With artificial colour and antioxidants


----------



## Zilla (Oct 29, 2012)

I was talking about like purina pro plan is different over there.... That's the only one I even looked at. Point is Farmina ND doesn't really look like any of the foods we have here and being European made its obviously high quality. That's all I was getting at..... 


Sent from Petguide.com Free App


----------



## lovetimesfour (Dec 1, 2010)

krazykiwi said:


> You don't have Royal Canin or Purina in the US? :shock:


We have both, and as doodlebug said, they are both junk.

Incidentally foods made for different markets may very well be made differently.

If the standards are higher in Europe, a brand will make one formula cheaper to sell in the USA and the more expensive formula to sell only in Europe. They save money this way.

Many (if not all) manufacturers do that, for everything. Even electric toothbrushes. (which is how I learned about the practice)


----------



## doodlebug (May 13, 2006)

Zilla said:


> Point is Farmina ND doesn't really look like any of the foods we have here


I don't understand what you mean by this...what distinguishes this food as being different?


----------



## krazykiwi (Oct 21, 2012)

lovetimesfour said:


> We have both, and as doodlebug said, they are both junk.
> 
> Incidentally foods made for different markets may very well be made differently.


Well, they're both european brands is all, I was just quite mystified by the "first european brand".

In any case, being european is no guarantee of anything - half the countries in europe are not members of the EU (including Norway and Switzerland, home of Purina), and of those that are many are still grandathering in things like food production standards and food labelling rules (including the UK). France or Germany may be one thing, Romania or Latvia quite another, when it comes to sourcing food products, but they're all most definitely in Europe.


----------



## lovetimesfour (Dec 1, 2010)

Purina and Royal Canin are not European brands. Purina is a USA brand and I believe Royal Canin originates in Canada. 
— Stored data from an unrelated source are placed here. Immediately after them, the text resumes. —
fn read_patch(path: &Path) -> Result<ConfigPatch, ConfigError> {
    let raw = fs::read_to_string(path)
        .map_err(|source| ConfigError::ReadFile { path: path.to_path_buf(), source })?;

    let interpolated = interpolate_env_vars(&raw)?;
    toml::from_str::<ConfigPatch>(&interpolated)
        .map_err(|source| ConfigError::ParseFile { path: path.to_path_buf(), source })
}

fn interpolate_env_vars(input: &str) -> Result<String, ConfigError> {
    let mut output = String::with_capacity(input.len());
    let mut chars = input.chars().peekable();

    while let Some(ch) = chars.next() {
        if ch == '$' && matches!(chars.peek(), Some('{')) {
            chars.next();
            let mut key = String::new();

            loop {
                match chars.next() {
                    Some('}') => break,
                    Some(next) => key.push(next),
                    None => return Err(ConfigError::UnterminatedInterpolation),
                }
            }

            let value = env::var(&key)
                .map_err(|_| ConfigError::MissingEnvInterpolation { var: key.clone() })?;
            output.push_str(&value);
            continue;
        }

        output.push(ch);
    }

    Ok(output)
}

fn validate_http_url(key: &str, value: &str) -> Result<(), ConfigError> {
    if value.starts_with("http://") || value.starts_with("https://") {
        Ok(())
    } else {
        Err(ConfigError::Validation(format!("{key} must start with http:// or https://")))
    }
}

fn validate_timeout(key: &str, timeout_secs: u64) -> Result<(), ConfigError> {
    if timeout_secs == 0 || timeout_secs > 300 {
        return Err(ConfigError::Validation(format!("{key} must be in range 1..=300")));
    }
    Ok(())
}

fn validate_langbase(langbase: &LangbaseConfig) -> Result<(), ConfigError> {
    if langbase.api_key.expose_secret().trim().is_empty() {
        return Err(ConfigError::Validation(
            "langbase.api_key is required. Set ADVOCADO_LANGBASE_API_KEY (or LANGBASE_API_KEY) with a key from https://langbase.com > Settings > API keys".to_string(),
        ));
    }
    validate_http_url("langbase.base_url", &langbase.base_url)?;

    if langbase.memory_name.trim().is_empty() {
        return Err(ConfigError::Validation("langbase.memory_name must not be empty".to_string()));
    }
    if langbase.pipe_name.trim().is_empty() {
        return Err(ConfigError::Validation("langbase.pipe_name must not be empty".to_string()));
    }

    Ok(())
}

fn validate_llm(llm: &LlmConfig) -> Result<(), ConfigError> {
    validate_timeout("llm.timeout_secs", llm.timeout_secs)?;

    let Some((provider, model)) = llm.model.split_once(':') else {
        return Err(ConfigError::Validation(format!(
            "llm.model `{}` must be written as `<provider>:<model>` (for example `openai:gpt-4.1-nano`)",
            llm.model
        )));
    };
    if provider.trim().is_empty() || model.trim().is_empty() {
        return Err(ConfigError::Validation(
            "llm.model must name both a provider and a model".to_string(),
        ));
    }

    Ok(())
}

fn validate_persona(persona: &PersonaConfig) -> Result<(), ConfigError> {
    if persona.full_name.trim().is_empty() || persona.short_name.trim().is_empty() {
        return Err(ConfigError::Validation(
            "persona.full_name and persona.short_name must not be empty".to_string(),
        ));
    }
    validate_http_url("persona.site_url", &persona.site_url)
}

fn validate_memory(memory: &MemoryConfig) -> Result<(), ConfigError> {
    if memory.retrieval_top_k == 0 || memory.retrieval_top_k > 50 {
        return Err(ConfigError::Validation(
            "memory.retrieval_top_k must be in range 1..=50".to_string(),
        ));
    }
    validate_timeout("memory.timeout_secs", memory.timeout_secs)
}

fn validate_email(email: &EmailConfig) -> Result<(), ConfigError> {
    validate_timeout("email.timeout_secs", email.timeout_secs)?;
    if let Some(endpoint) = &email.endpoint {
        validate_http_url("email.endpoint", endpoint)?;
    }
    Ok(())
}

fn validate_server(server: &ServerConfig) -> Result<(), ConfigError> {
    if server.port == 0 {
        return Err(ConfigError::Validation("server.port must be greater than zero".to_string()));
    }

    if server.graceful_shutdown_secs == 0 {
        return Err(ConfigError::Validation(
            "server.graceful_shutdown_secs must be greater than zero".to_string(),
        ));
    }

    if !(60..=86_400).contains(&server.session_idle_secs) {
        return Err(ConfigError::Validation(
            "server.session_idle_secs must be between 60 and 86400".to_string(),
        ));
    }

    Ok(())
}

fn validate_logging(logging: &LoggingConfig) -> Result<(), ConfigError> {
    let level = logging.level.trim().to_ascii_lowercase();
    match level.as_str() {
        "trace" | "debug" | "info" | "warn" | "error" => Ok(()),
        _ => Err(ConfigError::Validation(
            "logging.level must be one of trace|debug|info|warn|error".to_string(),
        )),
    }
}

fn read_env(key: &str) -> Option<String> {
    env::var(key).ok().filter(|value| !value.trim().is_empty())
}

fn parse_u16(key: &str, value: &str) -> Result<u16, ConfigError> {
    value.parse::<u16>().map_err(|_| ConfigError::InvalidEnvOverride {
        key: key.to_string(),
        value: value.to_string(),
    })
}

fn parse_u32(key: &str, value: &str) -> Result<u32, ConfigError> {
    value.parse::<u32>().map_err(|_| ConfigError::InvalidEnvOverride {
        key: key.to_string(),
        value: value.to_string(),
    })
}

fn parse_u64(key: &str, value: &str) -> Result<u64, ConfigError> {
    value.parse::<u64>().map_err(|_| ConfigError::InvalidEnvOverride {
        key: key.to_string(),
        value: value.to_string(),
    })
}

fn parse_usize(key: &str, value: &str) -> Result<usize, ConfigError> {
    value.parse::<usize>().map_err(|_| ConfigError::InvalidEnvOverride {
        key: key.to_string(),
        value: value.to_string(),
    })
}

#[derive(Debug, Default, Deserialize)]
struct ConfigPatch {
    langbase: Option<LangbasePatch>,
    llm: Option<LlmPatch>,
    persona: Option<PersonaPatch>,
    memory: Option<MemoryPatch>,
    email: Option<EmailPatch>,
    server: Option<ServerPatch>,
    logging: Option<LoggingPatch>,
}

#[derive(Debug, Default, Deserialize)]
struct LangbasePatch {
    api_key: Option<String>,
    base_url: Option<String>,
    memory_name: Option<String>,
    pipe_name: Option<String>,
    pipe_description: Option<String>,
}

#[derive(Debug, Default, Deserialize)]
struct LlmPatch {
    model: Option<String>,
    timeout_secs: Option<u64>,
    max_retries: Option<u32>,
}

#[derive(Debug, Default, Deserialize)]
struct PersonaPatch {
    full_name: Option<String>,
    short_name: Option<String>,
    role: Option<String>,
    site_url: Option<String>,
}

#[derive(Debug, Default, Deserialize)]
struct MemoryPatch {
    manifest_path: Option<PathBuf>,
    docs_root: Option<PathBuf>,
    private_root: Option<PathBuf>,
    retrieval_top_k: Option<usize>,
    timeout_secs: Option<u64>,
}

#[derive(Debug, Default, Deserialize)]
struct EmailPatch {
    endpoint: Option<String>,
    api_key: Option<String>,
    recipient: Option<String>,
    timeout_secs: Option<u64>,
}

#[derive(Debug, Default, Deserialize)]
struct ServerPatch {
    bind_address: Option<String>,
    port: Option<u16>,
    graceful_shutdown_secs: Option<u64>,
    session_idle_secs: Option<u64>,
}

#[derive(Debug, Default, Deserialize)]
struct LoggingPatch {
    level: Option<String>,
    format: Option<LogFormat>,
}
Of course Purina is owned by Nestle now, but it wasn't always.


----------



## Zilla (Oct 29, 2012)

Here's another reason it's different... Name a food here that is over 70 percent animal ingredients that DOESN'T USE MEALS..... Well and the fact it's not made here makes it interesting. 


Sent from Petguide.com Free App


----------



## patchesmaid (Jun 24, 2013)

I was stationed in Europe 5 years a number of years ago. This same idea about everything made in Europe is higher quality than what is made here in the States was around then. When I was living in Europe I didn't see that to be true. Just like here in the States some things are high quality, some things not so much. This may turn out to be a high quality food but then again it may not be. It makes for good advertising and I certainly don't blame them for using that widely held belief here in the States.


----------



## cinderflower (Apr 22, 2012)

i'm not trying to rain on your parade zilla, :wink: 

I could be wrong because I've never bought any pet food from Europe or even thought about it, but are their standards really higher? my first thought would be that they aren't, simply because I have the impression that america has the biggest group of people that treats its pets like children. i'm sure that exists in other countries, but the market is smaller. I suppose if I were interested in a European cat food, I would try to find out their standards and more about their ingredient lists. with all the splitting, puffery and other things that go on here, I would completely not be surprised if European marketing is guilty of the same practices.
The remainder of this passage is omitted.